» **Problem details**:
The expected response is the full set of records, unchanged.

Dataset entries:
//! Wizard states, events and the transition table.
//!
//! The wizard moves through:
//! - AskPrice → End (cancel) or ShouldShowMove (ok)
//! - ShouldShowMove → ModifyPrice (no stock) or ShowMove (stock on hand)
//! - ShowMove → End (cancel) or CreateMove (ok)
//! - CreateMove → ModifyPrice
//! - ModifyPrice → End

use std::fmt;

use continental_shared::types::{ProductId, TemplateId};
use serde::{Deserialize, Serialize};

/// Whether a state waits for the operator, runs by itself, or ends the
/// wizard.
#[derive(Debug, Clone, Copy, PartialEq, Eq)]
pub enum StateKind {
    /// Shows a form and waits for a button.
    Interactive,
    /// Runs immediately and picks the next state.
    Transition,
    /// Ends the wizard.
    Terminal,
}

/// A state of the modify cost price wizard.
#[derive(Debug, Clone, Copy, PartialEq, Eq, Hash, Serialize, Deserialize)]
#[serde(rename_all = "snake_case")]
pub enum WizardState {
    /// Asks for the new cost price.
    AskPrice,
    /// Decides whether a stock valuation move is needed.
    ShouldShowMove,
    /// Shows the stock valuation move for confirmation.
    ShowMove,
    /// Creates and posts the stock valuation move.
    CreateMove,
    /// Writes the new cost price.
    ModifyPrice,
    /// Done.
    End,
}

impl WizardState {
    /// Returns the string representation of the state.
    #[must_use]
    pub const fn as_str(self) -> &'static str {
        match self {
            Self::AskPrice => "ask_price",
            Self::ShouldShowMove => "should_show_move",
            Self::ShowMove => "show_move",
            Self::CreateMove => "create_move",
            Self::ModifyPrice => "modify_price",
            Self::End => "end",
        }
    }

    /// Returns the kind of the state.
    #[must_use]
    pub const fn kind(self) -> StateKind {
        match self {
            Self::AskPrice | Self::ShowMove => StateKind::Interactive,
            Self::ShouldShowMove | Self::CreateMove | Self::ModifyPrice => StateKind::Transition,
            Self::End => StateKind::Terminal,
        }
    }

    /// Returns true if the state waits for a button.
    #[must_use]
    pub const fn is_interactive(self) -> bool {
        matches!(self.kind(), StateKind::Interactive)
    }
}

impl fmt::Display for WizardState {
    fn fmt(&self, f: &mut fmt::Formatter<'_>) -> fmt::Result {
        write!(f, "{}", self.as_str())
    }
}

/// Buttons of the interactive states.
#[derive(Debug, Clone, Copy, PartialEq, Eq, Hash, Serialize, Deserialize)]
#[serde(rename_all = "lowercase")]
pub enum Button {
    /// Leaves the wizard without changes.
    Cancel,
    /// Goes on.
    Ok,
}

impl fmt::Display for Button {
    fn fmt(&self, f: &mut fmt::Formatter<'_>) -> fmt::Result {
        match self {
            Self::Cancel => write!(f, "cancel"),
            Self::Ok => write!(f, "ok"),
        }
    }
}

/// What moves the wizard from one state to the next.
#[derive(Debug, Clone, Copy, PartialEq, Eq, Hash)]
pub enum Event {
    /// The operator pressed a button.
    Pressed(Button),
    /// No stock on hand.
    NoStock,
    /// Stock on hand.
    HasStock,
    /// A transition state completed.
    Done,
}

impl fmt::Display for Event {
    fn fmt(&self, f: &mut fmt::Formatter<'_>) -> fmt::Result {
        match self {
            Self::Pressed(button) => write!(f, "{button}"),
            Self::NoStock => write!(f, "no stock"),
            Self::HasStock => write!(f, "stock on hand"),
            Self::Done => write!(f, "done"),
        }
    }
}

/// Every allowed move of the wizard.
pub const TRANSITIONS: [(WizardState, Event, WizardState); 8] = [
    (WizardState::AskPrice, Event::Pressed(Button::Cancel), WizardState::End),
    (WizardState::AskPrice, Event::Pressed(Button::Ok), WizardState::ShouldShowMove),
    (WizardState::ShouldShowMove, Event::NoStock, WizardState::ModifyPrice),
    (WizardState::ShouldShowMove, Event::HasStock, WizardState::ShowMove),
    (WizardState::ShowMove, Event::Pressed(Button::Cancel), WizardState::End),
    (WizardState::ShowMove, Event::Pressed(Button::Ok), WizardState::CreateMove),
    (WizardState::CreateMove, Event::Done, WizardState::ModifyPrice),
    (WizardState::ModifyPrice, Event::Done, WizardState::End),
];

/// Looks up the state following `from` on `event`.
#[must_use]
pub fn next_state(from: WizardState, event: Event) -> Option<WizardState> {
    TRANSITIONS
        .iter()
        .find(|(state, on, _)| *state == from && *on == event)
        .map(|(_, _, to)| *to)
}

/// Record the wizard was started on.
#[derive(Debug, Clone, Copy, PartialEq, Eq, Serialize, Deserialize)]
#[serde(tag = "model", content = "id", rename_all = "snake_case")]
pub enum Target {
    /// A product variant.
    Product(ProductId),
    /// A product template; the wizard works on its first variant.
    Template(TemplateId),
}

» **Written answer**:
//! Wizard states, events and the transition table.
//!
//! The wizard moves through:
//! - AskPrice → End (cancel) or ShouldShowMove (ok)
//! - ShouldShowMove → ModifyPrice (no stock) or ShowMove (stock on hand)
//! - ShowMove → End (cancel) or CreateMove (ok)
//! - CreateMove → ModifyPrice
//! - ModifyPrice → End

use std::fmt;

use continental_shared::types::{ProductId, TemplateId};
use serde::{Deserialize, Serialize};

/// Whether a state waits for the operator, runs by itself, or ends the
/// wizard.
#[derive(Debug, Clone, Copy, PartialEq, Eq)]
pub enum StateKind {
    /// Shows a form and waits for a button.
    Interactive,
    /// Runs immediately and picks the next state.
    Transition,
    /// Ends the wizard.
    Terminal,
}

/// A state of the modify cost price wizard.
#[derive(Debug, Clone, Copy, PartialEq, Eq, Hash, Serialize, Deserialize)]
#[serde(rename_all = "snake_case")]
pub enum WizardState {
    /// Asks for the new cost price.
    AskPrice,
    /// Decides whether a stock valuation move is needed.
    ShouldShowMove,
    /// Shows the stock valuation move for confirmation.
    ShowMove,
    /// Creates and posts the stock valuation move.
    CreateMove,
    /// Writes the new cost price.
    ModifyPrice,
    /// Done.
    End,
}

impl WizardState {
    /// Returns the string representation of the state.
    #[must_use]
    pub const fn as_str(self) -> &'static str {
        match self {
            Self::AskPrice => "ask_price",
            Self::ShouldShowMove => "should_show_move",
            Self::ShowMove => "show_move",
            Self::CreateMove => "create_move",
            Self::ModifyPrice => "modify_price",
            Self::End => "end",
        }
    }

    /// Returns the kind of the state.
    #[must_use]
    pub const fn kind(self) -> StateKind {
        match self {
            Self::AskPrice | Self::ShowMove => StateKind::Interactive,
            Self::ShouldShowMove | Self::CreateMove | Self::ModifyPrice => StateKind::Transition,
            Self::End => StateKind::Terminal,
        }
    }

    /// Returns true if the state waits for a button.
    #[must_use]
    pub const fn is_interactive(self) -> bool {
        matches!(self.kind(), StateKind::Interactive)
    }
}

impl fmt::Display for WizardState {
    fn fmt(&self, f: &mut fmt::Formatter<'_>) -> fmt::Result {
        write!(f, "{}", self.as_str())
    }
}

/// Buttons of the interactive states.
#[derive(Debug, Clone, Copy, PartialEq, Eq, Hash, Serialize, Deserialize)]
#[serde(rename_all = "lowercase")]
pub enum Button {
    /// Leaves the wizard without changes.
    Cancel,
    /// Goes on.
    Ok,
}

impl fmt::Display for Button {
    fn fmt(&self, f: &mut fmt::Formatter<'_>) -> fmt::Result {
        match self {
            Self::Cancel => write!(f, "cancel"),
            Self::Ok => write!(f, "ok"),
        }
    }
}

/// What moves the wizard from one state to the next.
#[derive(Debug, Clone, Copy, PartialEq, Eq, Hash)]
pub enum Event {
    /// The operator pressed a button.
    Pressed(Button),
    /// No stock on hand.
    NoStock,
    /// Stock on hand.
    HasStock,
    /// A transition state completed.
    Done,
}

impl fmt::Display for Event {
    fn fmt(&self, f: &mut fmt::Formatter<'_>) -> fmt::Result {
        match self {
            Self::Pressed(button) => write!(f, "{button}"),
            Self::NoStock => write!(f, "no stock"),
            Self::HasStock => write!(f, "stock on hand"),
            Self::Done => write!(f, "done"),
        }
    }
}

/// Every allowed move of the wizard.
pub const TRANSITIONS: [(WizardState, Event, WizardState); 8] = [
    (WizardState::AskPrice, Event::Pressed(Button::Cancel), WizardState::End),
    (WizardState::AskPrice, Event::Pressed(Button::Ok), WizardState::ShouldShowMove),
    (WizardState::ShouldShowMove, Event::NoStock, WizardState::ModifyPrice),
    (WizardState::ShouldShowMove, Event::HasStock, WizardState::ShowMove),
    (WizardState::ShowMove, Event::Pressed(Button::Cancel), WizardState::End),
    (WizardState::ShowMove, Event::Pressed(Button::Ok), WizardState::CreateMove),
    (WizardState::CreateMove, Event::Done, WizardState::ModifyPrice),
    (WizardState::ModifyPrice, Event::Done, WizardState::End),
];

/// Looks up the state following `from` on `event`.
#[must_use]
pub fn next_state(from: WizardState, event: Event) -> Option<WizardState> {
    TRANSITIONS
        .iter()
        .find(|(state, on, _)| *state == from && *on == event)
        .map(|(_, _, to)| *to)
}

/// Record the wizard was started on.
#[derive(Debug, Clone, Copy, PartialEq, Eq, Serialize, Deserialize)]
#[serde(tag = "model", content = "id", rename_all = "snake_case")]
pub enum Target {
    /// A product variant.
    Product(ProductId),
    /// A product template; the wizard works on its first variant.
    Template(TemplateId),
}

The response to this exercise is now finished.